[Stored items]
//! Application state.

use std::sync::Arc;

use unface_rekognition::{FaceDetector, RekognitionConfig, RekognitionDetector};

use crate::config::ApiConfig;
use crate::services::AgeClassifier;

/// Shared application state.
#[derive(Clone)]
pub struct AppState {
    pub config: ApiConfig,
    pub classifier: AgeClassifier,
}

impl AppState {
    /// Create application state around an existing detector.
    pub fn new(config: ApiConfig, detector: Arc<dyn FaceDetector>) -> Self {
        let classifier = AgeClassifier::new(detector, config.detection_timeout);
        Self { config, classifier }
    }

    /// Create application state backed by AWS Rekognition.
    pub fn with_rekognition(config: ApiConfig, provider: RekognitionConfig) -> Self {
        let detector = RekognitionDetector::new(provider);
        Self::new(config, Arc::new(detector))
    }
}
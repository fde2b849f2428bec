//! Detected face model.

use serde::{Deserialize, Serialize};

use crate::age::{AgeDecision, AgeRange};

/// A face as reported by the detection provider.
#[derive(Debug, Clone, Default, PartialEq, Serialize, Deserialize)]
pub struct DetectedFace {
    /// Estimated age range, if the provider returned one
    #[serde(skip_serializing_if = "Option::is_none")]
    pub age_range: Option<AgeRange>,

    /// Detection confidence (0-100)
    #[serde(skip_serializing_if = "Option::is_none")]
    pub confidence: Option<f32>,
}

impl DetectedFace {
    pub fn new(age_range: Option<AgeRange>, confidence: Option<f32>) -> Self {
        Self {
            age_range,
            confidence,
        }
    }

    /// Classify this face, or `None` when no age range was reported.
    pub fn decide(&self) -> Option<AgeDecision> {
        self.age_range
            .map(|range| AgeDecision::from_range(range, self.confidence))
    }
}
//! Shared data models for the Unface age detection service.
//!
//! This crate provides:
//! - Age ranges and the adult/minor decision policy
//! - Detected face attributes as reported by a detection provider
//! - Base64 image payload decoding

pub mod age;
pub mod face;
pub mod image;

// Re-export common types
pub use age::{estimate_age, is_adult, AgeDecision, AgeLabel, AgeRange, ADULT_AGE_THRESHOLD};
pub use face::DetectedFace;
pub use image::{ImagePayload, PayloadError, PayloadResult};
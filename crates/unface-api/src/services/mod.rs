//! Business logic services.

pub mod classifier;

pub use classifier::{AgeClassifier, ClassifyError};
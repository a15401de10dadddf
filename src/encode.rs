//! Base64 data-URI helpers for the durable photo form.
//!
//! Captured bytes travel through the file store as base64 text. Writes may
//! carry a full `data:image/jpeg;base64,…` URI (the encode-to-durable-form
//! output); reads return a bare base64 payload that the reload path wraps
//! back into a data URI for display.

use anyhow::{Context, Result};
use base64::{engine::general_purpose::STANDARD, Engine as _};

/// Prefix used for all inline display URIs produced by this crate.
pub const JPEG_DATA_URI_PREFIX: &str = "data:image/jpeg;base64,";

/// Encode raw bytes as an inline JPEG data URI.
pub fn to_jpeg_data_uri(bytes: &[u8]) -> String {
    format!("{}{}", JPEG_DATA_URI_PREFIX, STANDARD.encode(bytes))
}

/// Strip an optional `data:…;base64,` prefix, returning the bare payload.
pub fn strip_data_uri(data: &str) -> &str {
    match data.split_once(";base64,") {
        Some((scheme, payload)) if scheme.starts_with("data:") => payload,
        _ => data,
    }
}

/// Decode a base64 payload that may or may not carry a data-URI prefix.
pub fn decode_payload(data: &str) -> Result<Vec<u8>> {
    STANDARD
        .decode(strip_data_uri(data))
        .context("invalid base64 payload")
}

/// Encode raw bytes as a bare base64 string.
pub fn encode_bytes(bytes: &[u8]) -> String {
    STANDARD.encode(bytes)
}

Task objective: All entries above must be reproduced without a single change.

Reply to the task:
//! Application state.

use std::sync::Arc;

use unface_rekognition::{FaceDetector, RekognitionConfig, RekognitionDetector};

use crate::config::ApiConfig;
use crate::services::AgeClassifier;

/// Shared application state.
#[derive(Clone)]
pub struct AppState {
    pub config: ApiConfig,
    pub classifier: AgeClassifier,
}

impl AppState {
    /// Create application state around an existing detector.
    pub fn new(config: ApiConfig, detector: Arc<dyn FaceDetector>) -> Self {
        let classifier = AgeClassifier::new(detector, config.detection_timeout);
        Self { config, classifier }
    }

    /// Create application state backed by AWS Rekognition.
    pub fn with_rekognition(config: ApiConfig, provider: RekognitionConfig) -> Self {
        let detector = RekognitionDetector::new(provider);
        Self::new(config, Arc::new(detector))
    }
}
repository fde2b849f2428bec
//! Detected face model.

use serde::{Deserialize, Serialize};

use crate::age::{AgeDecision, AgeRange};

/// A face as reported by the detection provider.
#[derive(Debug, Clone, Default, PartialEq, Serialize, Deserialize)]
pub struct DetectedFace {
    /// Estimated age range, if the provider returned one
    #[serde(skip_serializing_if = "Option::is_none")]
    pub age_range: Option<AgeRange>,

    /// Detection confidence (0-100)
    #[serde(skip_serializing_if = "Option::is_none")]
    pub confidence: Option<f32>,
}

impl DetectedFace {
    pub fn new(age_range: Option<AgeRange>, confidence: Option<f32>) -> Self {
        Self {
            age_range,
            confidence,
        }
    }

    /// Classify this face, or `None` when no age range was reported.
    pub fn decide(&self) -> Option<AgeDecision> {
        self.age_range
            .map(|range| AgeDecision::from_range(range, self.confidence))
    }
}
//! Shared data models for the Unface age detection service.
//!
//! This crate provides:
//! - Age ranges and the adult/minor decision policy
//! - Detected face attributes as reported by a detection provider
//! - Base64 image payload decoding

pub mod age;
pub mod face;
pub mod image;

// Re-export common types
pub use age::{estimate_age, is_adult, AgeDecision, AgeLabel, AgeRange, ADULT_AGE_THRESHOLD};
pub use face::DetectedFace;
pub use image::{ImagePayload, PayloadError, PayloadResult};
filename crates/unface-api/src/services/mod.rs
//! Business logic services.

pub mod classifier;

pub use classifier::{AgeClassifier, ClassifyError};
repository a15401de10dadddf
filename src/encode.rs
//! Base64 data-URI helpers for the durable photo form.
//!
//! Captured bytes travel through the file store as base64 text. Writes may
//! carry a full `data:image/jpeg;base64,…` URI (the encode-to-durable-form
//! output); reads return a bare base64 payload that the reload path wraps
//! back into a data URI for display.

use anyhow::{Context, Result};
use base64::{engine::general_purpose::STANDARD, Engine as _};

/// Prefix used for all inline display URIs produced by this crate.
pub const JPEG_DATA_URI_PREFIX: &str = "data:image/jpeg;base64,";

/// Encode raw bytes as an inline JPEG data URI.
pub fn to_jpeg_data_uri(bytes: &[u8]) -> String {
    format!("{}{}", JPEG_DATA_URI_PREFIX, STANDARD.encode(bytes))
}

/// Strip an optional `data:…;base64,` prefix, returning the bare payload.
pub fn strip_data_uri(data: &str) -> &str {
    match data.split_once(";base64,") {
        Some((scheme, payload)) if scheme.starts_with("data:") => payload,
        _ => data,
    }
}

/// Decode a base64 payload that may or may not carry a data-URI prefix.
pub fn decode_payload(data: &str) -> Result<Vec<u8>> {
    STANDARD
        .decode(strip_data_uri(data))
        .context("invalid base64 payload")
}

/// Encode raw bytes as a bare base64 string.
pub fn encode_bytes(bytes: &[u8]) -> String {
    STANDARD.encode(bytes)
}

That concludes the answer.